use serde::Deserialize;

/// Default pitch prepended to every outreach prompt.
pub const DEFAULT_COMPANY_PITCH: &str = "SkillUp MENA is the pioneer of e-learning services, with our vast curated e-learning library of over 85000 courses, all offered by the world's leading training providers. Our aim is to simplify the corporate training process by offering a unique engaging learning experience, whilst maintaining our partners' business needs.";

#[derive(Debug, Clone, Deserialize)]
pub struct Config {
    pub port: u16,
    pub apollo_api_key: String,
    pub apollo_base_url: String,
    /// Page size requested from the people search (single page only).
    pub apollo_page_size: u32,
    /// Webhook Apollo posts revealed phone numbers to. `None` reveals emails only.
    pub apollo_reveal_webhook_url: Option<String>,
    pub hubspot_token: String,
    pub hubspot_base_url: String,
    pub openai_api_key: String,
    pub openai_base_url: String,
    pub openai_model: String,
    pub smtp_host: String,
    pub smtp_port: u16,
    pub smtp_user: String,
    pub smtp_password: String,
    pub company_pitch: String,
    /// When set, every outreach mail goes here instead of the lead's mailbox.
    pub outreach_redirect_to: Option<String>,
    /// Label kept on leads without a resolvable company. `None` drops them.
    pub company_placeholder: Option<String>,
    /// Populate `CanonicalLead::phone` instead of leaving it to the phone bag.
    pub include_phone_on_lead: bool,
}

impl Config {
    pub fn from_env() -> anyhow::Result<Self> {
        dotenvy::dotenv().ok();

        let config = Self {
            port: std::env::var("PORT")
                .unwrap_or_else(|_| "8000".to_string())
                .parse()
                .map_err(|_| anyhow::anyhow!("PORT must be a valid number between 1-65535"))?,
            apollo_api_key: required_var("APOLLO_API_KEY")?,
            apollo_base_url: base_url_var("APOLLO_BASE_URL", "https://api.apollo.io/api/v1")?,
            apollo_page_size: std::env::var("APOLLO_PAGE_SIZE")
                .unwrap_or_else(|_| "25".to_string())
                .parse()
                .map_err(|_| anyhow::anyhow!("APOLLO_PAGE_SIZE must be a positive number"))
                .and_then(|size: u32| {
                    if size == 0 {
                        anyhow::bail!("APOLLO_PAGE_SIZE must be greater than zero");
                    }
                    Ok(size)
                })?,
            apollo_reveal_webhook_url: optional_var("APOLLO_REVEAL_WEBHOOK_URL")
                .map(|raw| {
                    url::Url::parse(&raw)
                        .map(|_| raw)
                        .map_err(|e| anyhow::anyhow!("APOLLO_REVEAL_WEBHOOK_URL is not a valid URL: {}", e))
                })
                .transpose()?,
            hubspot_token: required_var("HUBSPOT_PRIVATE_TOKEN")?,
            hubspot_base_url: base_url_var("HUBSPOT_BASE_URL", "https://api.hubapi.com")?,
            openai_api_key: required_var("OPENAI_API_KEY")?,
            openai_base_url: base_url_var("OPENAI_BASE_URL", "https://api.openai.com/v1")?,
            openai_model: optional_var("OPENAI_MODEL").unwrap_or_else(|| "gpt-3.5-turbo".to_string()),
            smtp_host: required_var("SMTP_HOST")?,
            smtp_port: std::env::var("SMTP_PORT")
                .unwrap_or_else(|_| "587".to_string())
                .parse()
                .map_err(|_| anyhow::anyhow!("SMTP_PORT must be a valid number between 1-65535"))?,
            smtp_user: required_var("SMTP_USER")?,
            smtp_password: required_var("SMTP_PASSWORD")?,
            company_pitch: optional_var("OUTREACH_COMPANY_PITCH")
                .unwrap_or_else(|| DEFAULT_COMPANY_PITCH.to_string()),
            outreach_redirect_to: optional_var("OUTREACH_REDIRECT_TO"),
            company_placeholder: optional_var("LEAD_COMPANY_PLACEHOLDER"),
            include_phone_on_lead: std::env::var("LEAD_INCLUDE_PHONE")
                .map(|v| matches!(v.trim().to_ascii_lowercase().as_str(), "1" | "true" | "yes"))
                .unwrap_or(false),
        };

        // Log successful configuration load (without sensitive values)
        tracing::info!("Configuration loaded successfully");
        tracing::debug!("Apollo Base URL: {}", config.apollo_base_url);
        match config.apollo_reveal_webhook_url {
            Some(ref hook) => tracing::debug!("Apollo phone reveals delivered to {}", hook),
            None => tracing::info!("Apollo reveal limited to emails (no APOLLO_REVEAL_WEBHOOK_URL)"),
        }
        tracing::debug!("HubSpot Base URL: {}", config.hubspot_base_url);
        tracing::debug!(
            "OpenAI Base URL: {} (model {})",
            config.openai_base_url,
            config.openai_model
        );
        tracing::debug!("SMTP relay: {}:{}", config.smtp_host, config.smtp_port);
        if let Some(ref redirect) = config.outreach_redirect_to {
            tracing::warn!("Outreach mail redirected to {}", redirect);
        }
        match config.company_placeholder {
            Some(ref label) => tracing::info!("Leads without company kept as '{}'", label),
            None => tracing::info!("Leads without company are dropped"),
        }
        tracing::debug!("Server Port: {}", config.port);

        Ok(config)
    }
}

fn required_var(name: &str) -> anyhow::Result<String> {
    std::env::var(name)
        .map_err(|_| anyhow::anyhow!("{} environment variable required", name))
        .and_then(|value| {
            if value.trim().is_empty() {
                anyhow::bail!("{} cannot be empty", name);
            }
            Ok(value)
        })
}

fn optional_var(name: &str) -> Option<String> {
    std::env::var(name).ok().filter(|s| !s.trim().is_empty())
}

fn base_url_var(name: &str, default: &str) -> anyhow::Result<String> {
    let raw = optional_var(name).unwrap_or_else(|| default.to_string());
    let parsed = url::Url::parse(&raw)
        .map_err(|e| anyhow::anyhow!("{} is not a valid URL: {}", name, e))?;
    if parsed.scheme() != "http" && parsed.scheme() != "https" {
        anyhow::bail!("{} must start with http:// or https://", name);
    }
    Ok(raw.trim_end_matches('/').to_string())
}

#[cfg(test)]
impl Config {
    /// Fully populated config with every base URL pointing at `base_url`.
    pub(crate) fn for_tests(base_url: &str) -> Self {
        Self {
            port: 8080,
            apollo_api_key: "test_apollo_key".to_string(),
            apollo_base_url: base_url.to_string(),
            apollo_page_size: 25,
            apollo_reveal_webhook_url: None,
            hubspot_token: "test_hubspot_token".to_string(),
            hubspot_base_url: base_url.to_string(),
            openai_api_key: "test_openai_key".to_string(),
            openai_base_url: base_url.to_string(),
            openai_model: "gpt-3.5-turbo".to_string(),
            smtp_host: "smtp.example.com".to_string(),
            smtp_port: 587,
            smtp_user: "outreach@example.com".to_string(),
            smtp_password: "test_pass".to_string(),
            company_pitch: DEFAULT_COMPANY_PITCH.to_string(),
            outreach_redirect_to: None,
            company_placeholder: None,
            include_phone_on_lead: false,
        }
    }
}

◆ **TASK DESCRIPTION**
Filter the lines above, keeping each one that contains the string "kept".

◆ **TASK RESULT**
    /// Label kept on leads without a resolvable company. `None` drops them.
            Some(ref label) => tracing::info!("Leads without company kept as '{}'", label),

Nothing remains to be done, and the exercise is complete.